That there's more to gain than there is to lose is what can be objectively measured. — Michael

I have already made enough comments on this aspect. No point going over it again.

I have no reason to believe that the former is more likely — Michael

It is precisely as likely. They are equal in probability.

Consider this,

You open envelope $A$ and you see it has 10 bucks ($x_i$).

Now you consider the other envelope, envelope $B$.

You decide $B$ could have 5 bucks ($1/2x_i$) or it could have 20 bucks ($2x_i$).

You don't know what the chance of either 5 or 20 bucks is but you do that the probability of 20 is equal to the probability of 10 and the probability of 5 is equal to the probability of 10, which means the probability of 5 is equal to the probability of 20.

In other terms:

$P(x_i) = P(1/2x_i)$

$P(x_i) = P(2x_i)$

Which means:

$P(2x_i) = P(x_i) = P(1/2x_i)$

$P(2x_i) = P(1/2x_i)$

They necessarily have the same chance of occurring.

What you are saying is correct in any case (most cases?) where the prior probability distribution of the envelope values isn't unbounded and uniform.
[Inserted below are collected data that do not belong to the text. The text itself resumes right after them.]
//! Pipeline configuration from TOML (`[pipeline]` section)

use super::ConfigValidationError;
use buildcrew_application::{PhaseProgress, PipelineConfig};
use serde::{Deserialize, Serialize};

/// Raw pipeline configuration from TOML
#[derive(Debug, Clone, PartialEq, Eq, Serialize, Deserialize)]
#[serde(default)]
pub struct FilePipelineConfig {
    /// Components turned into source files
    pub max_component_files: usize,
    /// Models turned into source files
    pub max_model_files: usize,
    /// Progress reported when each phase's call starts
    pub initial_progress: PhaseProgress,
}

impl Default for FilePipelineConfig {
    fn default() -> Self {
        let pipeline = PipelineConfig::default();
        Self {
            max_component_files: pipeline.max_component_files,
            max_model_files: pipeline.max_model_files,
            initial_progress: pipeline.initial_progress,
        }
    }
}

impl FilePipelineConfig {
    pub(super) fn validate(&self) -> Result<(), ConfigValidationError> {
        let progress = &self.initial_progress;
        for (phase, value) in [
            ("architecture", progress.architecture),
            ("frontend_design", progress.frontend_design),
            ("backend_design", progress.backend_design),
            ("data_modeling", progress.data_modeling),
            ("deployment_config", progress.deployment_config),
        ] {
            if value > 100 {
                return Err(ConfigValidationError::InvalidProgress { phase, value });
            }
        }
        Ok(())
    }

    /// Convert to the application layer's [`PipelineConfig`]
    pub fn to_pipeline_config(&self) -> PipelineConfig {
        PipelineConfig::default()
            .with_max_component_files(self.max_component_files)
            .with_max_model_files(self.max_model_files)
            .with_initial_progress(self.initial_progress.clone())
    }
}

#[cfg(test)]
mod tests {
    use super::*;

    #[test]
    fn test_default_matches_application_default() {
        assert_eq!(
            FilePipelineConfig::default().to_pipeline_config(),
            PipelineConfig::default()
        );
    }

    #[test]
    fn test_zero_limits_are_allowed() {
        let config = FilePipelineConfig {
            max_component_files: 0,
            max_model_files: 0,
            ..Default::default()
        };
        assert!(config.validate().is_ok());
        assert_eq!(config.to_pipeline_config().max_component_files, 0);
    }
}
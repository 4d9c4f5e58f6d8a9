//! Port definitions (interfaces for external adapters)
//!
//! Ports define the contracts that infrastructure and presentation adapters must implement.

pub mod generation;
pub mod message_log;
pub mod progress;
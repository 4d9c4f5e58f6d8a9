//! Output format value object

use serde::{Deserialize, Serialize};
use std::str::FromStr;

/// How a finished build is printed
#[derive(Debug, Clone, Copy, PartialEq, Eq, Default, Serialize, Deserialize)]
#[serde(rename_all = "lowercase")]
pub enum OutputFormat {
    /// Phase results and a file listing (default)
    #[default]
    Summary,
    /// Every generated file with its content
    Files,
    /// The whole project state as JSON
    Json,
}

impl OutputFormat {
    pub fn as_str(&self) -> &'static str {
        match self {
            OutputFormat::Summary => "summary",
            OutputFormat::Files => "files",
            OutputFormat::Json => "json",
        }
    }
}

impl FromStr for OutputFormat {
    type Err = String;

    fn from_str(s: &str) -> Result<Self, Self::Err> {
        match s.to_lowercase().as_str() {
            "summary" => Ok(OutputFormat::Summary),
            "files" => Ok(OutputFormat::Files),
            "json" => Ok(OutputFormat::Json),
            other => Err(format!("unknown output format: {}", other)),
        }
    }
}
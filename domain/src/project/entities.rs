//! Project entities produced by the build phases.
//!
//! Each phase result is a plain serde type. Only the fields listed as
//! required in its [`ResponseShape`](super::shape::ResponseShape) must be
//! present in a generated payload; the rest default to empty.

use crate::core::requirement::Requirement;
use serde::{Deserialize, Serialize};

/// Output of the architecture phase
#[derive(Debug, Clone, PartialEq, Eq, Serialize, Deserialize)]
pub struct ArchitecturePlan {
    pub overview: String,
    pub tech_stack: Vec<String>,
    pub modules: Vec<String>,
    #[serde(default, skip_serializing_if = "Option::is_none")]
    pub data_flow: Option<String>,
}

/// A UI component proposed by the frontend designer
#[derive(Debug, Clone, PartialEq, Eq, Serialize, Deserialize)]
pub struct ComponentSpec {
    pub name: String,
    #[serde(default)]
    pub description: String,
    #[serde(default, skip_serializing_if = "Vec::is_empty")]
    pub props: Vec<String>,
}

/// Output of the frontend design phase
#[derive(Debug, Clone, PartialEq, Eq, Serialize, Deserialize)]
pub struct FrontendDesign {
    pub components: Vec<ComponentSpec>,
    #[serde(default, skip_serializing_if = "Vec::is_empty")]
    pub pages: Vec<String>,
    #[serde(default, skip_serializing_if = "Option::is_none")]
    pub styling: Option<String>,
}

/// A domain model proposed by the backend designer
#[derive(Debug, Clone, PartialEq, Eq, Serialize, Deserialize)]
pub struct ModelSpec {
    pub name: String,
    #[serde(default)]
    pub fields: Vec<String>,
}

#[derive(Debug, Clone, PartialEq, Eq, Serialize, Deserialize)]
pub struct EndpointSpec {
    pub method: String,
    pub path: String,
    #[serde(default)]
    pub description: String,
}

/// Output of the backend design phase
#[derive(Debug, Clone, PartialEq, Eq, Serialize, Deserialize)]
pub struct BackendDesign {
    pub models: Vec<ModelSpec>,
    pub endpoints: Vec<EndpointSpec>,
}

#[derive(Debug, Clone, PartialEq, Eq, Serialize, Deserialize)]
pub struct TableSpec {
    pub name: String,
    #[serde(default)]
    pub columns: Vec<String>,
}

/// Output of the data modeling phase
#[derive(Debug, Clone, PartialEq, Eq, Serialize, Deserialize)]
pub struct DatabaseDesign {
    pub tables: Vec<TableSpec>,
    #[serde(default, skip_serializing_if = "Vec::is_empty")]
    pub relationships: Vec<String>,
    #[serde(default, skip_serializing_if = "Vec::is_empty")]
    pub indexes: Vec<String>,
}

/// A single source or configuration file
#[derive(Debug, Clone, PartialEq, Eq, Serialize, Deserialize)]
pub struct GeneratedFile {
    pub path: String,
    pub content: String,
    pub language: String,
}

impl GeneratedFile {
    pub fn new(
        path: impl Into<String>,
        content: impl Into<String>,
        language: impl Into<String>,
    ) -> Self {
        Self {
            path: path.into(),
            content: content.into(),
            language: language.into(),
        }
    }
}

/// Output of the deployment configuration phase
#[derive(Debug, Clone, PartialEq, Eq, Serialize, Deserialize)]
pub struct DeploymentConfig {
    pub platform: String,
    pub files: Vec<GeneratedFile>,
    #[serde(default, skip_serializing_if = "Vec::is_empty")]
    pub environment: Vec<String>,
}

/// The accumulated output document of one build run
#[derive(Debug, Clone, PartialEq, Eq, Serialize, Deserialize)]
pub struct ProjectState {
    pub requirement: Requirement,
    pub architecture: Option<ArchitecturePlan>,
    pub frontend_design: Option<FrontendDesign>,
    pub backend_design: Option<BackendDesign>,
    pub database_design: Option<DatabaseDesign>,
    pub generated_files: Vec<GeneratedFile>,
    pub deployment_config: Option<DeploymentConfig>,
}

impl ProjectState {
    pub fn new(requirement: Requirement) -> Self {
        Self {
            requirement,
            architecture: None,
            frontend_design: None,
            backend_design: None,
            database_design: None,
            generated_files: Vec::new(),
            deployment_config: None,
        }
    }

    /// Find a generated file by path
    pub fn file(&self, path: &str) -> Option<&GeneratedFile> {
        self.generated_files.iter().find(|f| f.path == path)
    }
}
//! Inter-agent message entities

use crate::agent::role::AgentRole;
use chrono::{DateTime, Utc};
use serde::{Deserialize, Serialize};

/// Kind of message on the bus
#[derive(Debug, Clone, Copy, PartialEq, Eq, Hash, Serialize, Deserialize)]
#[serde(rename_all = "snake_case")]
pub enum MessageType {
    /// Work handed to an agent
    Task,
    /// Result reported by an agent
    Response,
    /// Output passed between agents
    Collaboration,
    /// Failure report
    Error,
}

impl MessageType {
    pub fn as_str(&self) -> &'static str {
        match self {
            MessageType::Task => "task",
            MessageType::Response => "response",
            MessageType::Collaboration => "collaboration",
            MessageType::Error => "error",
        }
    }
}

impl std::fmt::Display for MessageType {
    fn fmt(&self, f: &mut std::fmt::Formatter<'_>) -> std::fmt::Result {
        write!(f, "{}", self.as_str())
    }
}

/// Who sent a message
#[derive(Debug, Clone, Copy, PartialEq, Eq, Hash, Serialize, Deserialize)]
#[serde(rename_all = "snake_case")]
pub enum MessageSender {
    System,
    Agent(AgentRole),
}

impl MessageSender {
    pub fn name(&self) -> &'static str {
        match self {
            MessageSender::System => "system",
            MessageSender::Agent(role) => role.display_name(),
        }
    }

    pub fn role(&self) -> Option<AgentRole> {
        match self {
            MessageSender::System => None,
            MessageSender::Agent(role) => Some(*role),
        }
    }
}

impl From<AgentRole> for MessageSender {
    fn from(role: AgentRole) -> Self {
        MessageSender::Agent(role)
    }
}

impl std::fmt::Display for MessageSender {
    fn fmt(&self, f: &mut std::fmt::Formatter<'_>) -> std::fmt::Result {
        write!(f, "{}", self.name())
    }
}

/// A message before it is appended to the bus.
///
/// The bus assigns the sequence id and timestamp.
#[derive(Debug, Clone, PartialEq, Eq)]
pub struct MessageDraft {
    pub from: MessageSender,
    pub to: Option<AgentRole>,
    pub content: String,
    pub kind: MessageType,
}

impl MessageDraft {
    pub fn new(from: impl Into<MessageSender>, kind: MessageType, content: impl Into<String>) -> Self {
        Self {
            from: from.into(),
            to: None,
            content: content.into(),
            kind,
        }
    }

    pub fn task(from: impl Into<MessageSender>, content: impl Into<String>) -> Self {
        Self::new(from, MessageType::Task, content)
    }

    pub fn response(from: impl Into<MessageSender>, content: impl Into<String>) -> Self {
        Self::new(from, MessageType::Response, content)
    }

    pub fn collaboration(from: impl Into<MessageSender>, content: impl Into<String>) -> Self {
        Self::new(from, MessageType::Collaboration, content)
    }

    pub fn error(from: impl Into<MessageSender>, content: impl Into<String>) -> Self {
        Self::new(from, MessageType::Error, content)
    }

    pub fn to(mut self, role: AgentRole) -> Self {
        self.to = Some(role);
        self
    }
}

/// An appended, immutable message (Entity)
#[derive(Debug, Clone, PartialEq, Eq, Serialize, Deserialize)]
pub struct Message {
    /// Monotonically increasing within one run, starting at 1
    pub id: u64,
    pub from: MessageSender,
    pub to: Option<AgentRole>,
    pub content: String,
    #[serde(rename = "type")]
    pub kind: MessageType,
    pub timestamp: DateTime<Utc>,
}
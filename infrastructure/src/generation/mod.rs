//! Generation Service adapters
//!
//! | Adapter | Backend | Feature |
//! |---------|---------|---------|
//! | [`HttpGenerationService`] | OpenAI-compatible chat completions over `reqwest` | `http` |
//! | [`FixtureGenerationService`] | JSON fixture file keyed by shape name | always |

mod fixture;
#[cfg(feature = "http")]
mod http;
pub mod protocol;

pub use fixture::{FixtureError, FixtureGenerationService};
#[cfg(feature = "http")]
pub use http::{HttpGenerationError, HttpGenerationService};
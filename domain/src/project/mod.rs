//! Project domain module
//!
//! Phase result entities, the response shapes used to request them and the
//! [`ProjectStateAccumulator`] they are merged into.

pub mod accumulator;
pub mod entities;
pub mod shape;

pub use accumulator::{FieldValue, ProjectField, ProjectStateAccumulator};
pub use entities::{
    ArchitecturePlan, BackendDesign, ComponentSpec, DatabaseDesign, DeploymentConfig,
    EndpointSpec, FrontendDesign, GeneratedFile, ModelSpec, ProjectState, TableSpec,
};
pub use shape::{ResponseShape, ShapeViolation, StructuredOutput};
//! Application layer for buildcrew
//!
//! This crate contains the orchestrator, the agent runner, port definitions
//! and pipeline configuration. It depends only on the domain layer.

pub mod config;
pub mod ports;
pub mod use_cases;

// Re-export commonly used types
pub use config::{PhaseProgress, PipelineConfig};
pub use ports::{
    generation::{GenerationError, GenerationService},
    message_log::{MessageLogSink, NoMessageLog},
    progress::{BuildEvent, BuildProgressNotifier, ChannelProgress, NoProgress},
};
pub use use_cases::agent_runner::{AgentError, AgentRequest, AgentRunner};
pub use use_cases::run_build::{Orchestrator, RunBuildError};
pub use use_cases::run_context::{RunContext, RunScope};
//! Domain error types

use crate::agent::entities::AgentStatus;
use crate::agent::role::AgentRole;
use crate::project::accumulator::ProjectField;
use thiserror::Error;

/// Domain-level errors
///
/// `InvalidTransition`, `DuplicateWrite` and `DependencyNotReady` are
/// invariant violations: they indicate a bug in the orchestration flow,
/// never a user mistake.
#[derive(Error, Debug, Clone, PartialEq, Eq)]
pub enum DomainError {
    #[error("Invalid requirement: {0}")]
    InvalidRequirement(String),

    #[error("Invalid transition for {role}: {from} -> {to} (progress {progress})")]
    InvalidTransition {
        role: AgentRole,
        from: AgentStatus,
        to: AgentStatus,
        progress: u8,
    },

    #[error("Field '{0}' was already written in this run")]
    DuplicateWrite(ProjectField),

    #[error("Field '{0}' is not available yet; its producing phase has not completed")]
    DependencyNotReady(ProjectField),
}

impl DomainError {
    /// Whether this error is an internal invariant violation rather than bad input
    pub fn is_invariant_violation(&self) -> bool {
        !matches!(self, DomainError::InvalidRequirement(_))
    }
}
In the case where it is, then there is no inconsistency. — Pierre-Normand

But it can't be unbounded and uniform. So it is inconsistent in all possible cases.

[Exp(other) = (v/2)*Pr(picked higher) + (2v)*Pr(picked lower)] is correct in the special case where the prior distribution is uniform and unbounded, — Pierre-Normand

What you are saying, is that if you postulate a distribution where (yes, I did reverse it) Pr(picked higher)=Pr(picked higher|V=v) and Pr(picked lower)=Pr(picked lower|V=v), then the results of the two conceptually-different formulas are the same. What I am saying is that one is conceptually incorrect, and one is conceptually correct. And I keep repeating this, because it is the error people make in the TEP when they perceive a paradox.

I know it's not necessarily equally likely. But we're assuming it, hence why Srap said we should just flip a coin. — Michael

It cannot be equally likely without postulating a benefactor with (A) an infinite supply of money, (B) the capability to give you an arbitrarily-small amount of money, and (C) a way to select a random number uniformly from the set of all integers from -inf to inf.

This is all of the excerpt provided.